On the twenty-first day of January, 1919, defendant made a motion "that an order be made and entered herein vacating and setting aside the conviction and judgment for want of jurisdiction in said court." An order to show cause was issued and, after a hearing, the motion was by the court denied and the defendant remanded to the custody of the warden of the state prison. The appeal is by the defendant from the order denying said motion.

It is stated in the grounds of appeal that said order is "contrary to law and that said conviction and judgment are void on the face of the record, for want of jurisdiction in said superior court over the subject matter of the action and that said judgment in said action is also void because in excess of the authority of said superior court to the extent that the sentence therein specified exceeds the term of five years.'

Defendant was tried and convicted under the provisions of section 288 of the Penal Code, which reads as follows: "Any person who shall willfully and lewdly commit any lewd or lascivious act other than the acts constituting other crimes provided for in part two of this code upon or with the body, or any part or member thereof, of a child under the age of fourteen years, with the intent of arousing, appealing to, or gratifying the lust or passions or sexual desires of such person or of such child, shall be guilty of a felony and shall be imprisoned in the state prison not less than one year."

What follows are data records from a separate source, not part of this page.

//! Document structure rules (STR-001 through STR-004).
//!
//! The skeleton every page needs: a doctype, a single `<html>` root carrying
//! `lang="en"`, and a `<head>` followed by a `<body>`.

use super::{Condition, RegisteredRule, RuleKind};
use crate::document::Selector;
use crate::CheckCategory;

/// Required value of the root `lang` attribute
pub const EXPECTED_LANG: &str = "en";

/// Get all document structure rules
pub fn get_structure_rules() -> Vec<RegisteredRule> {
    vec![
        RegisteredRule {
            id: "STR-001",
            name: "Doctype Declaration",
            category: CheckCategory::Structure,
            description: "Document begins with a <!DOCTYPE html> declaration",
            kind: RuleKind::Markup {
                conditions: vec![Condition::Doctype],
                hint: None,
                passed: "Found <!DOCTYPE html> declaration",
            },
        },
        RegisteredRule {
            id: "STR-002",
            name: "Root Element",
            category: CheckCategory::Structure,
            description: "Document has opening and closing <html> tags around a single root",
            kind: RuleKind::Markup {
                conditions: vec![
                    Condition::TagPair { tag: "html" },
                    Condition::SingleElement {
                        selector: Selector::root("html"),
                    },
                ],
                hint: None,
                passed: "Found <html> and </html> tags",
            },
        },
        RegisteredRule {
            id: "STR-003",
            name: "Language Attribute",
            category: CheckCategory::Structure,
            description: "The <html> tag declares lang=\"en\"",
            kind: RuleKind::Markup {
                conditions: vec![Condition::AttributeEquals {
                    selector: Selector::root("html"),
                    attribute: "lang",
                    expected: EXPECTED_LANG,
                }],
                hint: Some("Include a lang attribute assigned to \"en\" for English in the <html> tag"),
                passed: "The <html> tag has lang=\"en\"",
            },
        },
        RegisteredRule {
            id: "STR-004",
            name: "Head and Body Sections",
            category: CheckCategory::Structure,
            description: "A <head> element followed by a <body> element nested in <html>",
            kind: RuleKind::Markup {
                conditions: vec![
                    Condition::TagPair { tag: "head" },
                    Condition::TagPair { tag: "body" },
                    Condition::ChildOrder {
                        parent: Selector::root("html"),
                        children: &["head", "body"],
                    },
                ],
                hint: None,
                passed: "<head> and <body> are nested in <html> in order",
            },
        },
    ]
}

Appellant urges the following points as grounds for reversal of said order: That said section 288 is void for the following reasons: (1) That the same, after being amended in the senate, was not read at length in the assembly; (2) That it is in violation of section 24 of article IV of the constitution, in that the subject of the act is not expressed in the title, but on the contrary the act itself explicitly negatives and contradicts the subject expressed in the title; (3) That it is in violation of subdivisions 2 and 33 of section 25, article IV, of the constitution; (4) That it operates to deny to the defendant the equal protection of the laws guaranteed him by the fourteenth amendment of the constitution of the United States; (5) That it operates to deprive defendant of his liberty without due process of law, in violation of the fourteenth

amendment; (6) That the act is incurably uncertain, vague and unintelligible in that it cannot be ascertained what lewd. and lascivious acts are prohibited, as the statute refers to part two of the Penal Code, which relates solely to criminal procedure; and that the courts are denied the power to strike out from said section "part two" and substitute "part one"; that so to amend the section is to deprive defendant of his liberty without due process of law, in violation of said fourteenth amendment; (7) That said section. and said judgment are in violation of article I, section 6, of the constitution, in that they inflict unusual punishment; (8) That the conduct of which defendant has been convicted is made a misdemeanor by sections 273 and 273g of the Penal Code and is, therefore, expressly excluded from section 288; (9) That section 288 has been repealed by section 28 of the juvenile court law of 1913; (10) That by section 18 of the Penal Code the maximum penalty for a violation of section 288 is five years, which the defendant has served.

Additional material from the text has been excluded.